State v. King

Decision Date26 October 1915
Docket Number2676.
Citation87 S.E. 170,77 W.Va. 37
PartiesSTATE v. KING ET AL.
CourtWest Virginia Supreme Court

Submitted October 8, 1915.

Rehearing Denied Dec. 17, 1915.

Syllabus by the Court.

The doctrine of "color of title" is not literally a part of the statute of limitations. It is really a judicial addition to its terms by construction, in obedience to its spirit and purpose, or an implied legislative adoption of a judicial fiction devised for beneficent purposes.

Being a mere judicial fiction used in the administration of the statute in order to effectuate its full, fair, and just purpose, the doctrine imposes no duty upon the courts to permit it to be used for the achievement of unjust or fraudulent results.

Courts never set up a fiction to work an injury to any person, nor allow one so to operate.

A deed made by a person to a trustee for himself, or to himself by another, at his solicitation and without consideration, for land he does not own nor occupy and in which he has no interest, or for such land in addition to his actual possession, with specific intent and purpose to use the same as color of title, cannot be so used by him.
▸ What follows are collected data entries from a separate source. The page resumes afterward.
use std::time::{Duration, Instant};

use crossterm::event::{self, Event, KeyCode, KeyEventKind};
use ratatui::{
    backend::Backend,
    layout::{Alignment, Constraint, Direction, Layout, Rect},
    style::{Color, Modifier, Style},
    text::{Line, Span},
    widgets::{Block, BorderType, Borders, Cell, Paragraph, Row, Table},
    Frame, Terminal,
};

use crate::config::Config;
use crate::error::Result;
use crate::forecast::{ForecastView, HourCard, MISSING};
use crate::openmeteo::ForecastClient;

const TICK: Duration = Duration::from_millis(250);
const CARD_WIDTH: u16 = 9;
const LOADING: &str = "Cargando…";

#[derive(Debug, Clone, Copy, PartialEq, Eq)]
pub enum Action {
    None,
    Refresh,
    Quit,
}

/// Screen state: the last good view, the last error message and the carousel
/// position.
pub struct App {
    config: Config,
    view: Option<ForecastView>,
    error: Option<&'static str>,
    hour_offset: usize,
    last_refresh: Option<Instant>,
}

impl App {
    pub fn new(config: Config) -> Self {
        Self {
            config,
            view: None,
            error: None,
            hour_offset: 0,
            last_refresh: None,
        }
    }

    pub fn refresh_due(&self) -> bool {
        let minutes = self.config.display.refresh_minutes;
        let interval = Duration::from_secs(minutes.saturating_mul(60));
        match self.last_refresh {
            None => true,
            Some(at) => minutes > 0 && at.elapsed() >= interval,
        }
    }

    /// Fetch, then build the view. Any failure goes through [`App::apply`].
    pub async fn refresh(&mut self, client: &ForecastClient) {
        let result = client
            .fetch(&self.config.location)
            .await
            .and_then(|forecast| ForecastView::build(&forecast, &self.config.display));
        self.apply(result);
    }

    /// A failed refresh keeps the previous view and only replaces the description.
    pub fn apply(&mut self, result: Result<ForecastView>) {
        self.last_refresh = Some(Instant::now());
        match result {
            Ok(view) => {
                tracing::info!(
                    location = %self.config.location.name,
                    hours = view.hours.len(),
                    days = view.days.len(),
                    "Forecast refreshed"
                );
                self.hour_offset = self.hour_offset.min(view.hours.len().saturating_sub(1));
                self.view = Some(view);
                self.error = None;
            }
            Err(err) => {
                tracing::error!(error = %err, "Forecast refresh failed");
                self.error = Some(err.user_message());
            }
        }
    }

    pub fn on_key(&mut self, code: KeyCode) -> Action {
        match code {
            KeyCode::Char('q') | KeyCode::Esc => Action::Quit,
            KeyCode::Char('r') => Action::Refresh,
            KeyCode::Left | KeyCode::Char('h') => {
                self.hour_offset = self.hour_offset.saturating_sub(1);
                Action::None
            }
            KeyCode::Right | KeyCode::Char('l') => {
                let last = self
                    .view
                    .as_ref()
                    .map_or(0, |v| v.hours.len().saturating_sub(1));
                self.hour_offset = (self.hour_offset + 1).min(last);
                Action::None
            }
            _ => Action::None,
        }
    }

    pub fn hour_offset(&self) -> usize {
        self.hour_offset
    }
}

pub async fn run_app<B: Backend>(
    terminal: &mut Terminal<B>,
    client: &ForecastClient,
    app: &mut App,
) -> Result<()> {
    loop {
        if app.refresh_due() {
            app.refresh(client).await;
        }

        terminal.draw(|f| ui(f, app))?;

        if !event::poll(TICK)? {
            continue;
        }
        if let Event::Key(key) = event::read()? {
            if key.kind != KeyEventKind::Press {
                continue;
            }
            match app.on_key(key.code) {
                Action::Quit => return Ok(()),
                Action::Refresh => app.refresh(client).await,
                Action::None => {}
            }
        }
    }
}

fn panel(title: &str) -> Block<'static> {
    Block::default()
        .borders(Borders::ALL)
        .title(Span::styled(
            format!(" {title} "),
            Style::default().fg(Color::Yellow),
        ))
        .title_alignment(Alignment::Left)
        .border_style(Style::default().fg(Color::Cyan))
        .border_type(BorderType::Rounded)
}

fn value_row(name: &str, value: String) -> Row<'static> {
    Row::new(vec![
        Cell::from(format!(" {name}")),
        Cell::from(value).style(Style::default().fg(Color::Green)),
    ])
}

fn display_current_conditions(app: &App) -> Table<'static> {
    let current = app.view.as_ref().map(|v| &v.current);
    let (temperature, comfort, wind, humidity) = match current {
        Some(c) => (
            c.temperature.clone(),
            c.comfort.clone(),
            c.wind.clone(),
            c.humidity.clone(),
        ),
        None => (
            MISSING.to_string(),
            MISSING.to_string(),
            MISSING.to_string(),
            MISSING.to_string(),
        ),
    };

    let description = match (app.error, current) {
        (Some(message), _) => message.to_string(),
        (None, Some(c)) => c.description.clone(),
        (None, None) => LOADING.to_string(),
    };

    let rows = vec![
        Row::new(vec![Cell::from("")]),
        value_row("Temperatura", temperature),
        value_row("Estado", description),
        value_row("Sensación", comfort),
        value_row("Viento", wind),
        value_row("Humedad", humidity),
    ];

    Table::new(rows, [Constraint::Length(13), Constraint::Min(10)])
        .block(panel("Ahora"))
}

fn display_headline(app: &App) -> Paragraph<'_> {
    let location = &app.config.location;
    let updated = app
        .view
        .as_ref()
        .map_or(MISSING, |v| v.current.updated.as_str());

    Paragraph::new(vec![
        Line::from(vec![
            Span::raw(" "),
            Span::styled(
                location.name.clone(),
                Style::default()
                    .fg(Color::Yellow)
                    .add_modifier(Modifier::BOLD),
            ),
            Span::raw(" : "),
            Span::styled(
                format!("{:.3}, {:.3}", location.latitude, location.longitude),
                Style::default().fg(Color::Blue),
            ),
        ]),
        Line::from(format!(" Actualizado: {updated}")),
    ])
    .block(
        Block::default()
            .borders(Borders::ALL)
            .border_style(Style::default().fg(Color::Cyan))
            .border_type(BorderType::Rounded),
    )
}

fn display_days(app: &App) -> Table<'_> {
    let rows: Vec<Row> = match app.view {
        Some(ref view) => view
            .days
            .iter()
            .map(|day| {
                Row::new(vec![
                    Cell::from(format!(" {}", day.name)).style(
                        Style::default()
                            .fg(Color::Yellow)
                            .add_modifier(Modifier::BOLD),
                    ),
                    Cell::from(day.description),
                    Cell::from(day.range.clone()).style(Style::default().fg(Color::Green)),
                ])
            })
            .collect(),
        None => vec![Row::new(vec![Cell::from(format!(" {MISSING}"))])],
    };

    Table::new(
        rows,
        [
            Constraint::Length(6),
            Constraint::Min(12),
            Constraint::Length(11),
        ],
    )
    .block(panel("Próximos días"))
}

fn hour_card(card: &HourCard) -> Paragraph<'_> {
    let mut lines = vec![
        Line::from(card.time.as_str()),
        Line::from(Span::styled(
            card.temperature.as_str(),
            Style::default().fg(Color::Green),
        )),
        Line::from(card.symbol),
    ];
    if let Some(ref comfort) = card.comfort {
        lines.push(Line::from(Span::styled(
            comfort.as_str(),
            Style::default().fg(Color::DarkGray),
        )));
    }
    Paragraph::new(lines)
        .alignment(Alignment::Center)
        .block(Block::default().borders(Borders::ALL).border_type(BorderType::Rounded))
}

fn render_hours(f: &mut Frame, app: &App, area: Rect) {
    let hours = app.view.as_ref().map_or(&[][..], |v| v.hours.as_slice());
    let offset = app.hour_offset().min(hours.len());

    let left = if offset > 0 { "◀ " } else { "" };
    let right = if hours.len() > offset + 1 { " ▶" } else { "" };
    let block = panel("Próximas horas").title_top(
        Line::from(format!(" {left}{}/{}{right} ", offset + 1, hours.len().max(1)))
            .right_aligned(),
    );
    let inner = block.inner(area);
    f.render_widget(block, area);

    let fits = usize::from((inner.width / CARD_WIDTH).max(1));
    let visible = &hours[offset..hours.len().min(offset + fits)];
    if visible.is_empty() {
        f.render_widget(Paragraph::new(format!(" {MISSING}")), inner);
        return;
    }

    let slots = Layout::default()
        .direction(Direction::Horizontal)
        .constraints(vec![Constraint::Length(CARD_WIDTH); visible.len()])
        .split(inner);
    for (card, slot) in visible.iter().zip(slots.iter()) {
        f.render_widget(hour_card(card), *slot);
    }
}

pub fn ui(f: &mut Frame, app: &App) {
    let vert_layout = Layout::default()
        .direction(Direction::Vertical)
        .margin(1)
        .constraints([
            Constraint::Length(4),
            Constraint::Length(9),
            Constraint::Length(8),
            Constraint::Min(0),
            Constraint::Length(1),
        ])
        .split(f.area());

    f.render_widget(display_headline(app), vert_layout[0]);

    let chunks = Layout::default()
        .direction(Direction::Horizontal)
        .constraints([Constraint::Percentage(50), Constraint::Percentage(50)])
        .split(vert_layout[1]);

    f.render_widget(display_current_conditions(app), chunks[0]);
    f.render_widget(display_days(app), chunks[1]);

    render_hours(f, app, vert_layout[2]);

    f.render_widget(
        Paragraph::new(" ←/→ desplazar   r actualizar   q salir")
            .style(Style::default().fg(Color::DarkGray)),
        vert_layout[4],
    );
}

#[cfg(test)]
mod tests {
    use super::*;
    use crate::error::WeatherError;
    use crate::openmeteo::{fixtures::forecast_json, ForecastResponse};
    use ratatui::backend::TestBackend;

    fn fixture_view() -> ForecastView {
        let forecast: ForecastResponse = serde_json::from_value(forecast_json()).unwrap();
        ForecastView::build(&forecast, &Config::default().display).unwrap()
    }

    fn screen(app: &App) -> String {
        let mut terminal = Terminal::new(TestBackend::new(110, 34)).unwrap();
        terminal.draw(|f| ui(f, app)).unwrap();

        let buffer = terminal.backend().buffer();
        let mut out = String::new();
        for y in 0..buffer.area.height {
            for x in 0..buffer.area.width {
                out.push_str(buffer[(x, y)].symbol());
            }
            out.push('\n');
        }
        out
    }

    #[test]
    fn test_refresh_due() {
        let mut app = App::new(Config::default());
        assert!(app.refresh_due());
        app.apply(Ok(fixture_view()));
        assert!(!app.refresh_due());
    }

    #[test]
    fn test_refresh_due_with_huge_interval() {
        let mut config = Config::default();
        config.display.refresh_minutes = u64::MAX / 2;
        let mut app = App::new(config);
        assert!(app.refresh_due());
        app.apply(Ok(fixture_view()));
        assert!(!app.refresh_due());
    }

    #[test]
    fn test_carousel_is_clamped() {
        let mut app = App::new(Config::default());
        assert_eq!(app.on_key(KeyCode::Right), Action::None);
        assert_eq!(app.hour_offset(), 0);

        app.apply(Ok(fixture_view()));
        app.on_key(KeyCode::Left);
        assert_eq!(app.hour_offset(), 0);
        for _ in 0..20 {
            app.on_key(KeyCode::Right);
        }
        assert_eq!(app.hour_offset(), 11);
        app.on_key(KeyCode::Char('h'));
        assert_eq!(app.hour_offset(), 10);
    }

    #[test]
    fn test_keys() {
        let mut app = App::new(Config::default());
        assert_eq!(app.on_key(KeyCode::Char('q')), Action::Quit);
        assert_eq!(app.on_key(KeyCode::Esc), Action::Quit);
        assert_eq!(app.on_key(KeyCode::Char('r')), Action::Refresh);
        assert_eq!(app.on_key(KeyCode::Char('x')), Action::None);
    }

    #[test]
    fn test_failed_refresh_keeps_view() {
        let mut app = App::new(Config::default());
        app.apply(Ok(fixture_view()));
        app.apply(Err(WeatherError::Status {
            status: 502,
            url: "http://localhost/forecast".into(),
        }));

        assert!(app.view.is_some());
        let text = screen(&app);
        assert!(text.contains("No se ha podido cargar el tiempo."));
        assert!(text.contains("15°C"));
    }

    #[test]
    fn test_render_forecast() {
        let mut app = App::new(Config::default());
        app.apply(Ok(fixture_view()));
        let text = screen(&app);

        assert!(text.contains("Carballo"));
        assert!(text.contains("Actualizado: 14:15"));
        assert!(text.contains("Nublado"));
        assert!(text.contains("12 km/h SO"));
        assert!(text.contains("14:00"));
        assert!(text.contains("Hoy"));
        assert!(text.contains("8° / 15°"));
    }

    #[test]
    fn test_render_before_first_fetch() {
        let app = App::new(Config::default());
        let text = screen(&app);
        assert!(text.contains(LOADING));
        assert!(text.contains("Actualizado: --"));
    }
}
His fraud denies it the virtue, force, and effect of color of title in his hands.

The phrase, "color of title," is used in section 3 of article 13 of the Constitution of this state and section 40 c. 31, Code 1913 (ser. sec. 1099), in the sense in which it is used in the judicial administration of the statute of limitations and other judicial proceedings.

Appeal from Circuit Court, Marion County.

Suit by the State against Henry C. King and others. From the decree Henry C. King appeals. Reversed and remanded.

Maynard F. Stiles, of Charleston, for appellant.

E. T England, of Logan, John W. Mason, Jr., of Fairmont, and Campbell, Brown & Davis, of Huntington, for the State.

POFFENBARGER J.

While the well-known suit of the state against Henry C. King, for sale of the lands embraced in the Robert Morris grants, as having been forfeited for nonentry for taxation, was pending one Bruce McDonald, on the 10th day of April, 1906, executed a deed to J. D. Lowry, trustee, for a tract of land, containing about 200 acres lying within one of the Morris grants, some portions of which had previously been cleared and occupied by "squatters," none of whom claimed ownership of it. McDonald had never occupied it and held no paper title thereto, either good or bad. Its location within the boundaries of one of the Morris grants is admitted. It may lie within the lines of another grant made to George Keith Taylor. At the date of the execution of the deed, the title was in the state, subject to a right of redemption by King, unless some other person held a better right under the Taylor grant. Lowry himself admits the deed was made for the express purpose of acquiring the state's title, by possession and payment of taxes under it. On the 9th day of December, 1912, he filed his petition in the cause of the state against King, exhibiting the deed, alleging such possession and payment of taxes, and praying dismissal of the tract from the suit and dismissal of King's petition to redeem, in so far as it pertains to this tract. By a decree entered on the 3d day of June, 1913, the circuit court, on proof of the facts alleged in Lowry's petition, granted the relief therein prayed for, and King has appealed.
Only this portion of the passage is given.